This article will serve as a brief overview of what happens to employees during mergers and acquisitions. First, let’s take a look at some terms to know. 

Changes in ownership can leave employees feeling uncertain about their future. Understanding your rights and options during transitions can bring clarity and help you navigate this shift with confidence and security. GET HELP HERE

What Is a Merger & Acquisition?

The terms “merger” and “acquisition” are often used as one phrase to describe when two entities come together. However, the two words have slightly different meanings. 

A merger is a combination of two companies into one. Although not always, a merger frequently involves two companies comparable in size, profits, and earning capability. In a merger, the stocks of both companies are dissolved, and new stocks are issued under the new combined company. 

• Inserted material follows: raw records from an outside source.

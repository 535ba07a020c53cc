//! Profiling backend for CellProfiler SQLite output.
//!
//! A plate database holds one `Image` table with per-image metadata and
//! one table per object compartment (`Cells`, `Cytoplasm`, `Nuclei`).
//! Compartment rows are tied to their image by the configured merge
//! columns and grouped by the strata columns of that image.

use std::collections::{BTreeMap, HashMap, HashSet};
use std::fs::File;
use std::io::{BufWriter, Write};
use std::path::Path;

use flate2::write::GzEncoder;
use itertools::Itertools;
use log::debug;
use rand::rngs::StdRng;
use rand::SeedableRng;
use rusqlite::types::ValueRef;
use rusqlite::{Connection, OpenFlags, Row};

use crate::aggregator::{Aggregator, Compression, ProfileParams};
use crate::config::{AggregationOperation, Selection};
use crate::errors::{AggregateError, Result};
use crate::table::Table;

pub const IMAGE_TABLE: &str = "Image";
pub const DEFAULT_COMPARTMENTS: [&str; 3] = ["cells", "cytoplasm", "nuclei"];
pub const CELL_COUNT_COLUMN: &str = "cell_count";
pub const OBJECT_COUNT_COLUMN: &str = "Metadata_Object_Count";

#[derive(Debug, Clone)]
pub struct SqliteAggregator {
    compartments: Vec<String>,
}

impl Default for SqliteAggregator {
    fn default() -> Self {
        SqliteAggregator {
            compartments: DEFAULT_COMPARTMENTS.iter().map(|c| c.to_string()).collect(),
        }
    }
}

impl SqliteAggregator {
    /// Backend over the given compartment tables. Cells are counted in the
    /// first compartment.
    pub fn new(compartments: Vec<String>) -> Result<Self> {
        if compartments.is_empty() {
            return Err(AggregateError::Backend("no compartments given".to_string()));
        }
        Ok(SqliteAggregator { compartments })
    }
}

impl Aggregator for SqliteAggregator {
    fn count_cells(&self, source: &Path, params: &ProfileParams<'_>) -> Result<Table> {
        let config = params.config;
        let conn = open(source)?;
        let images = Images::load(&conn, params, false)?;

        let compartment = &self.compartments[0];
        let mut columns: Vec<&str> = config.merge_cols.iter().map(String::as_str).collect();
        columns.push(&config.object_feature);
        require_columns(&table_columns(&conn, compartment)?, &columns, compartment)?;

        let n_merge = config.merge_cols.len();
        let mut counts: BTreeMap<Vec<String>, usize> = BTreeMap::new();
        query_rows(&conn, compartment, &columns, |row| {
            let key = text_fields(row, 0..n_merge)?;
            if let Some(group) = images.strata.get(&key) {
                let count = counts.entry(group.clone()).or_insert(0);
                if !matches!(row.get_ref(n_merge)?, ValueRef::Null) {
                    *count += 1;
                }
            }
            Ok(())
        })?;

        let mut table = Table::new(
            "cell counts",
            config
                .strata
                .iter()
                .map(String::as_str)
                .chain(std::iter::once(CELL_COUNT_COLUMN)),
        );
        for (group, count) in counts {
            table.push_row(group.into_iter().chain(std::iter::once(count.to_string())))?;
        }

        Ok(table)
    }

    fn aggregate_profiles(
        &self,
        source: &Path,
        params: &ProfileParams<'_>,
        output: &Path,
        compression: Compression,
    ) -> Result<()> {
        let config = params.config;
        if config.add_image_features && !config.load_image_data {
            return Err(AggregateError::Backend(
                "add_image_features requires load_image_data".to_string(),
            ));
        }

        let conn = open(source)?;
        let images = Images::load(&conn, params, config.add_image_features)?;

        let mut rng = match config.subsampling_random_state {
            Some(seed) => StdRng::seed_from_u64(seed),
            None => StdRng::from_entropy(),
        };
        let mut selected: Option<HashSet<ObjectId>> = None;

        let mut header = config.strata.clone();
        let mut profiles: Option<BTreeMap<Vec<String>, Vec<String>>> = None;

        for (compartment_no, compartment) in self.compartments.iter().enumerate() {
            let objects = Compartment::load(&conn, compartment, &images, params)?;
            debug!(
                "{:?}: {} features over {} groups in {}",
                source,
                objects.features.len(),
                objects.groups.len(),
                compartment
            );

            if let Some(frac) = config.subsampling() {
                if selected.is_none() {
                    selected = Some(objects.subsample(frac, &mut rng));
                }
            }

            let first = compartment_no == 0;
            if first {
                header.push(OBJECT_COUNT_COLUMN.to_string());
            }
            header.extend(objects.features.iter().cloned());

            let mut aggregated = BTreeMap::new();
            for (group, rows) in objects.groups.iter() {
                let kept: Vec<&ObjectRow> = rows
                    .iter()
                    .filter(|row| selected.as_ref().map_or(true, |s| s.contains(&row.id)))
                    .collect();

                let mut values = Vec::with_capacity(objects.features.len() + 1);
                if first {
                    values.push(kept.len().to_string());
                }
                for feature in 0..objects.features.len() {
                    let summary = summarize(
                        config.aggregation_operation,
                        kept.iter().filter_map(|row| row.values[feature]),
                    );
                    values.push(format_value(summary));
                }
                aggregated.insert(group.clone(), values);
            }

            profiles = Some(merge_groups(profiles, aggregated));
        }

        if config.add_image_features {
            header.extend(images.feature_names.iter().cloned());
            let mut aggregated = BTreeMap::new();
            for (group, rows) in images.features.iter() {
                let values: Vec<String> = (0..images.feature_names.len())
                    .map(|feature| {
                        format_value(summarize(
                            config.aggregation_operation,
                            rows.iter().filter_map(|row| row[feature]),
                        ))
                    })
                    .collect();
                aggregated.insert(group.clone(), values);
            }
            profiles = Some(merge_groups(profiles, aggregated));
        }

        let mut table = Table::new("aggregate profiles", header);
        for (group, values) in profiles.unwrap_or_default() {
            table.push_row(group.into_iter().chain(values))?;
        }

        write_profiles(&table, output, compression)
    }
}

An acquisition, on the other hand, occurs when one company acquires or takes over another. The acquiring company wholly takes over the target company. The target company no longer exists because the acquirer essentially absorbs it. Unlike in a merger, the stock shares of the acquiring company continue to exist. However, the target company shares no longer trade.

Mergers and Acquisitions’ Impact on Employees 

The impact of a merger and acquisition on employees can extend beyond the immediately apparent consequences. There are several ways in which employees may be affected, but the number one way is job loss. 

Mergers and acquisitions’ impact on employees is almost inevitable, especially if you are a part of the target company. It is common in M&A transactions for job positions to be redundant, which almost always means there will be layoffs. While it is not always the case, the employees to be laid off, at least at first, are usually those of the target company. 

Typically, the most vulnerable jobs are those of the targeted company’s CEO, CFO, senior executives, and managers. These positions are often given severance packages with their departure. 

You Survived the Layoffs, Now What?

After the immediate transition, the new company’s employees, whether initially from the acquiring or target company, will need to adjust to likely changes. The effects on employees during mergers and acquisitions can exceed what you might imagine. 

Change in Personnel 

Getting accustomed to new leadership, such as a new CEO and CFO, is just the tip of the iceberg. Personnel changes include shifting roles, assuming new roles, and absorbing work previously handled by departing co-workers. Employees must adjust to new team members, co-workers, leadership, etc.  

Changes to Benefits

After a merger & acquisition, employees will likely see changes to their healthcare and retirement benefits. Because two companies became one, there is no need or financial sense for two separate healthcare and retirement packages. 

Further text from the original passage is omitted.